Todd Shalom and Niegel Smith (photo by Eric McNatt)
New York City is filled with potentially poetic moments, provided you’re open to them — but sometimes it helps to be reminded. That’s what Elastic City does with its artist-led walks: expand the urban landscape and your perception of it, opening up new ways for you to interact with and understand the city around you (on one walk, I closed my eyes and let a stranger lead me through Prospect Park). The organization has been inviting artists and creators of all kinds — dancers, visual artists, musicians, even a therapist — to lead participatory walks since 2009, and now, after seven years of exploring the form, it’s hosting one last festival before calling it quits.
“I decided to wind down Elastic City because I feel like we’ve fulfilled our mission,” says founder Todd Shalom. “Elastic City has been incredibly rewarding — both for me, personally, and also, from what I hear, for the artists and the public. In working with over 100 artists over the past seven years, we’ve presented new ways for walk participants to experience the places they live in and visit. I’m extremely grateful to the thousands of people who’ve been involved as co-creators of the work.”

(image by Agi Morawska and Kira Shalom)
For those who haven’t yet experienced an Elastic City walk, or for those who have and want to go on another one while they can, this year’s festival — for which Hyperallergic is the proud media partner — will take place over the course of three weeks, July 7–27. Playfully titled The Last Walks, it includes a walk devoted to the stories of immigrants, led by artist Tania Bruguera and members of the group Mujeres en Movimiento; a walk that will immerse you in ’90s West Village dyke culture with actor and performer Becca Blackwell; a “multisensory exchange” in a South Bronx African market, facilitated by writer and performer Okwui Okpokwasili; and “The Last Walk,” a self-reflexive farewell to Elastic City led by Shalom and Niegel Smith, the organization’s associate artistic director.
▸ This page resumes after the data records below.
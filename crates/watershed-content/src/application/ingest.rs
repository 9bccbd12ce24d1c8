//! Catalog ingestion: parse a content source, validate it, and stamp it
//! with a version hash.

use std::collections::HashSet;
use std::path::Path;

use sha2::{Digest, Sha256};
use tracing::{debug, info, instrument};
use watershed_core::error::DomainError;

use crate::domain::catalog::{CatalogDocument, ContentCatalog};
use crate::domain::roles::RoleKey;
use crate::domain::scenario::Act;

/// The catalog shipped with the game.
const BUILTIN_CATALOG: &str = include_str!("../../data/watershed.yaml");

/// Encoding of a content source.
#[derive(Debug, Clone, Copy, PartialEq, Eq)]
pub enum SourceFormat {
    /// YAML document.
    Yaml,
    /// JSON document.
    Json,
}

impl SourceFormat {
    /// Picks the format from a file extension (`.yaml`, `.yml`, `.json`).
    ///
    /// # Errors
    ///
    /// Returns `DomainError::Validation` for any other extension.
    pub fn from_path(path: &Path) -> Result<Self, DomainError> {
        match path
            .extension()
            .and_then(|ext| ext.to_str())
            .map(str::to_ascii_lowercase)
            .as_deref()
        {
            Some("yaml" | "yml") => Ok(Self::Yaml),
            Some("json") => Ok(Self::Json),
            _ => Err(DomainError::Validation(format!(
                "unsupported content file extension: {}",
                path.display()
            ))),
        }
    }
}

/// Hex SHA-256 of a content source.
#[must_use]
pub fn version_hash(source: &str) -> String {
    let mut hasher = Sha256::new();
    hasher.update(source.as_bytes());
    format!("{:x}", hasher.finalize())
}

/// Parses a content source without validating it.
///
/// # Errors
///
/// Returns `DomainError::Validation` if the source is not a well-formed
/// catalog document.
pub fn parse_document(source: &str, format: SourceFormat) -> Result<CatalogDocument, DomainError> {
    match format {
        SourceFormat::Yaml => serde_yaml::from_str(source)
            .map_err(|e| DomainError::Validation(format!("catalog YAML is malformed: {e}"))),
        SourceFormat::Json => serde_json::from_str(source)
            .map_err(|e| DomainError::Validation(format!("catalog JSON is malformed: {e}"))),
    }
}

/// Checks the structural rules a catalog must satisfy before play.
///
/// All problems are reported together.
///
/// # Errors
///
/// Returns `DomainError::Validation` listing every violation found.
pub fn validate_document(document: &CatalogDocument) -> Result<(), DomainError> {
    let mut problems: Vec<String> = Vec::new();

    let mut role_keys: HashSet<RoleKey> = HashSet::new();
    for profile in &document.roles {
        if !role_keys.insert(profile.key) {
            problems.push(format!("role {} is defined twice", profile.key));
        }
    }
    if role_keys.is_empty() {
        problems.push("catalog defines no roles".to_owned());
    }

    let check_roles = |owner: &str, roles: Option<&[RoleKey]>, problems: &mut Vec<String>| {
        for role in roles.unwrap_or_default() {
            if !role_keys.contains(role) {
                problems.push(format!("{owner} is restricted to undefined role {role}"));
            }
        }
    };

    if document.acts.len() > Act::ALL.len() {
        problems.push(format!(
            "catalog has {} act groups; at most {} are allowed",
            document.acts.len(),
            Act::ALL.len()
        ));
    }

    let mut scenario_ids: HashSet<&str> = HashSet::new();
    for (act_index, scenarios) in document.acts.iter().enumerate() {
        for scenario in scenarios {
            if !scenario_ids.insert(scenario.id.as_str()) {
                problems.push(format!("scenario {} is defined twice", scenario.id));
            }
            if scenario.act.index() != act_index {
                problems.push(format!(
                    "scenario {} declares act {} but is listed under act {act_index}",
                    scenario.id,
                    scenario.act.index()
                ));
            }
            if scenario.options.is_empty() {
                problems.push(format!("scenario {} has no options", scenario.id));
            }
            let mut option_ids: HashSet<&str> = HashSet::new();
            for option in &scenario.options {
                if !option_ids.insert(option.id.as_str()) {
                    problems.push(format!(
                        "option {} appears twice in scenario {}",
                        option.id, scenario.id
                    ));
                }
                if !option.delta.is_finite() {
                    problems.push(format!(
                        "option {}/{} has a non-finite delta",
                        scenario.id, option.id
                    ));
                }
                check_roles(
                    &format!("option {}/{}", scenario.id, option.id),
                    option.roles.as_deref(),
                    &mut problems,
                );
            }
        }
    }

    let mut strategy_ids: HashSet<&str> = HashSet::new();
    for strategy in &document.strategies {
        if !strategy_ids.insert(strategy.id.as_str()) {
            problems.push(format!("strategy {} is defined twice", strategy.id));
        }
        if !strategy.delta.is_finite() {
            problems.push(format!("strategy {} has a non-finite delta", strategy.id));
        }
        check_roles(
            &format!("strategy {}", strategy.id),
            strategy.roles.as_deref(),
            &mut problems,
        );
    }

    for (role, multiplier) in &document.multipliers {
        if !role_keys.contains(role) {
            problems.push(format!("multiplier given for undefined role {role}"));
        }
        if !multiplier.is_finite() {
            problems.push(format!("multiplier for {role} has a non-finite factor"));
        }
    }

    if problems.is_empty() {
        Ok(())
    } else {
        Err(DomainError::Validation(problems.join("; ")))
    }
}

/// Parses, validates, and compiles a content source into a catalog.
///
/// # Errors
///
/// Returns `DomainError::Validation` if the source is malformed or breaks a
/// catalog rule.
#[instrument(skip(source), fields(bytes = source.len()))]
pub fn ingest_catalog(source: &str, format: SourceFormat) -> Result<ContentCatalog, DomainError> {
    let document = parse_document(source, format)?;
    validate_document(&document)?;

    let hash = version_hash(source);
    let catalog = ContentCatalog::compile(document, hash);

    info!(
        version_hash = %catalog.version_hash(),
        roles = catalog.roles().len(),
        act_one = catalog.scenario_count(0),
        act_two = catalog.scenario_count(1),
        strategies = catalog.strategies().len(),
        "content catalog ingested"
    );
    Ok(catalog)
}

/// Reads and ingests a catalog file; the format follows the extension.
///
/// # Errors
///
/// Returns `DomainError::Infrastructure` if the file cannot be read and
/// `DomainError::Validation` if its content is rejected.
pub fn load_catalog_from_path(path: &Path) -> Result<ContentCatalog, DomainError> {
    let format = SourceFormat::from_path(path)?;
    debug!(path = %path.display(), ?format, "reading content catalog");
    let source = std::fs::read_to_string(path).map_err(|e| {
        DomainError::Infrastructure(format!("cannot read {}: {e}", path.display()))
    })?;
    ingest_catalog(&source, format)
}

/// Ingests the catalog shipped with the game.
///
/// # Errors
///
/// Returns `DomainError::Validation` only if the embedded content is broken.
pub fn load_builtin_catalog() -> Result<ContentCatalog, DomainError> {
    ingest_catalog(BUILTIN_CATALOG, SourceFormat::Yaml)
}

#[cfg(test)]
mod tests {
    use super::*;
    use crate::domain::delta::MeterDelta;
    use crate::domain::roles::RoleMultiplier;

    const MINIMAL: &str = r"
roles:
  - key: FARMER
    name: Farmer
    blurb: Grows food.
  - key: TOWN
    name: Town Supervisor
    blurb: Runs the town.
multipliers:
  FARMER: { water: 1.05, equity: 1.10 }
acts:
  - - id: a0
      act: 0
      title: First
      options:
        - id: opt
          label: Do it
          delta: { water: 3 }
strategies:
  - id: s1
    title: Strategy One
    delta: { cost: -2 }
    roles: [TOWN]
";

    fn expect_validation(result: Result<ContentCatalog, DomainError>) -> String {
        match result.unwrap_err() {
            DomainError::Validation(msg) => msg,
            other => panic!("expected Validation, got {other:?}"),
        }
    }

    #[test]
    fn test_builtin_catalog_loads_with_expected_shape() {
        // Act
        let catalog = load_builtin_catalog().unwrap();

        // Assert
        assert_eq!(catalog.roles().len(), 4);
        assert_eq!(catalog.scenario_count(0), 2);
        assert_eq!(catalog.scenario_count(1), 2);
        assert_eq!(catalog.scenario_count(2), 0);
        assert_eq!(catalog.strategies().len(), 5);
        assert_eq!(catalog.historical_notes().len(), 8);
        assert!(catalog.reflection_prompt().starts_with("Connect your decisions"));
        assert_eq!(
            catalog.multiplier(Some(RoleKey::Farmer)),
            RoleMultiplier::new(1.05, 1.10, 1.0)
        );
    }

    #[test]
    fn test_builtin_turbidity_option_has_partial_delta_filled() {
        let catalog = load_builtin_catalog().unwrap();

        let scenario = catalog.scenario("challenge-turbidity").unwrap();
        let option = scenario.option("turbidity-adaptive-ops").unwrap();

        assert_eq!(option.delta, MeterDelta::new(9.0, 0.0, -4.0));
        assert_eq!(option.roles.as_deref(), Some(&[RoleKey::Nycdep][..]));
    }

    #[test]
    fn test_ingest_minimal_yaml_fills_missing_sections() {
        // Act
        let catalog = ingest_catalog(MINIMAL, SourceFormat::Yaml).unwrap();

        // Assert
        assert_eq!(catalog.scenario_count(0), 1);
        assert_eq!(catalog.scenario_count(1), 0);
        assert!(catalog.historical_notes().is_empty());
        assert_eq!(catalog.role(RoleKey::Farmer).unwrap().tagline, "");
        assert_eq!(
            catalog.multiplier(Some(RoleKey::Farmer)),
            RoleMultiplier::new(1.05, 1.10, 1.0)
        );
        assert_eq!(
            catalog.multiplier(Some(RoleKey::Town)),
            RoleMultiplier::IDENTITY
        );
        assert_eq!(catalog.multiplier(None), RoleMultiplier::IDENTITY);
    }

    #[test]
    fn test_ingest_json_source() {
        // Arrange
        let json = r#"{
            "roles": [{ "key": "NGO", "name": "NGO", "blurb": "Advocates." }],
            "multipliers": { "NGO": { "water": 1.1 } },
            "acts": [[], [{
                "id": "c1", "act": 1, "title": "Challenge",
                "options": [{ "id": "o1", "label": "Act", "delta": { "equity": 2 } }]
            }]],
            "strategies": []
        }"#;

        // Act
        let catalog = ingest_catalog(json, SourceFormat::Json).unwrap();

        // Assert
        assert_eq!(catalog.scenario_count(0), 0);
        assert_eq!(catalog.scenario_at(1, 0).unwrap().id, "c1");
        assert_eq!(
            catalog.multiplier(Some(RoleKey::Ngo)),
            RoleMultiplier::new(1.1, 1.0, 1.0)
        );
    }

    #[test]
    fn test_version_hash_is_stable_and_content_sensitive() {
        let a = ingest_catalog(MINIMAL, SourceFormat::Yaml).unwrap();
        let b = ingest_catalog(MINIMAL, SourceFormat::Yaml).unwrap();
        let changed = MINIMAL.replace("Grows food.", "Grows more food.");
        let c = ingest_catalog(&changed, SourceFormat::Yaml).unwrap();

        assert_eq!(a.version_hash(), b.version_hash());
        assert_ne!(a.version_hash(), c.version_hash());
        assert_eq!(a.version_hash().len(), 64);
    }

    #[test]
    fn test_rejects_scenario_listed_under_wrong_act() {
        let source = MINIMAL.replace("act: 0", "act: 1");

        let msg = expect_validation(ingest_catalog(&source, SourceFormat::Yaml));

        assert!(msg.contains("declares act 1 but is listed under act 0"), "{msg}");
    }

    #[test]
    fn test_rejects_duplicate_option_and_unknown_role_together() {
        // Arrange
        let source = MINIMAL.replace(
            "          delta: { water: 3 }\n",
            "          delta: { water: 3 }\n        - id: opt\n          label: Again\n          roles: [NGO]\n",
        );

        // Act
        let msg = expect_validation(ingest_catalog(&source, SourceFormat::Yaml));

        // Assert
        assert!(msg.contains("option opt appears twice in scenario a0"), "{msg}");
        assert!(msg.contains("restricted to undefined role NGO"), "{msg}");
    }

    #[test]
    fn test_rejects_scenario_without_options() {
        let source = r"
roles:
  - { key: TOWN, name: Town, blurb: Town. }
acts:
  - - { id: empty, act: 0, title: Empty, options: [] }
";
        let msg = expect_validation(ingest_catalog(source, SourceFormat::Yaml));
        assert!(msg.contains("scenario empty has no options"), "{msg}");
    }

    #[test]
    fn test_rejects_non_finite_option_delta() {
        // Arrange
        let source = MINIMAL.replace("delta: { water: 3 }", "delta: { water: 3, cost: .nan }");

        // Act
        let msg = expect_validation(ingest_catalog(&source, SourceFormat::Yaml));

        // Assert
        assert!(msg.contains("option a0/opt has a non-finite delta"), "{msg}");
    }

    #[test]
    fn test_rejects_non_finite_strategy_delta() {
        // Arrange
        let source = MINIMAL.replace("delta: { cost: -2 }", "delta: { cost: -.inf }");

        // Act
        let msg = expect_validation(ingest_catalog(&source, SourceFormat::Yaml));

        // Assert
        assert!(msg.contains("strategy s1 has a non-finite delta"), "{msg}");
    }

    #[test]
    fn test_rejects_non_finite_multiplier() {
        // Arrange
        let source = MINIMAL.replace(
            "FARMER: { water: 1.05, equity: 1.10 }",
            "FARMER: { water: .nan, equity: .inf }",
        );

        // Act
        let msg = expect_validation(ingest_catalog(&source, SourceFormat::Yaml));

        // Assert
        assert!(msg.contains("multiplier for FARMER has a non-finite factor"), "{msg}");
    }

    #[test]
    fn test_rejects_more_than_two_act_groups() {
        let source = r"
roles:
  - { key: TOWN, name: Town, blurb: Town. }
acts: [[], [], []]
";
        let msg = expect_validation(ingest_catalog(source, SourceFormat::Yaml));
        assert!(msg.contains("at most 2"), "{msg}");
    }

    #[test]
    fn test_rejects_malformed_yaml() {
        let msg = expect_validation(ingest_catalog("roles: [", SourceFormat::Yaml));
        assert!(msg.contains("malformed"), "{msg}");
    }

    #[test]
    fn test_source_format_from_path() {
        assert_eq!(
            SourceFormat::from_path(Path::new("content/catalog.YML")).unwrap(),
            SourceFormat::Yaml
        );
        assert_eq!(
            SourceFormat::from_path(Path::new("catalog.json")).unwrap(),
            SourceFormat::Json
        );
        assert!(SourceFormat::from_path(Path::new("catalog.toml")).is_err());
    }

    #[test]
    fn test_load_catalog_from_missing_path_is_infrastructure_error() {
        let result = load_catalog_from_path(Path::new("/nonexistent/watershed.yaml"));
        match result.unwrap_err() {
            DomainError::Infrastructure(msg) => assert!(msg.contains("cannot read")),
            other => panic!("expected Infrastructure, got {other:?}"),
        }
    }
}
All the walks are free.
After the final festival, Shalom plans to distill what he and others have learned from Elastic City into a book, creating a guide to the participatory walk form. “I’m working on a book, a manual of sorts that’ll detail artists’ prompts and what I think are best practices for creating this kind of rigorously participatory work,” he says. “Outside of one’s experience on a walk, this is how the project can live on.”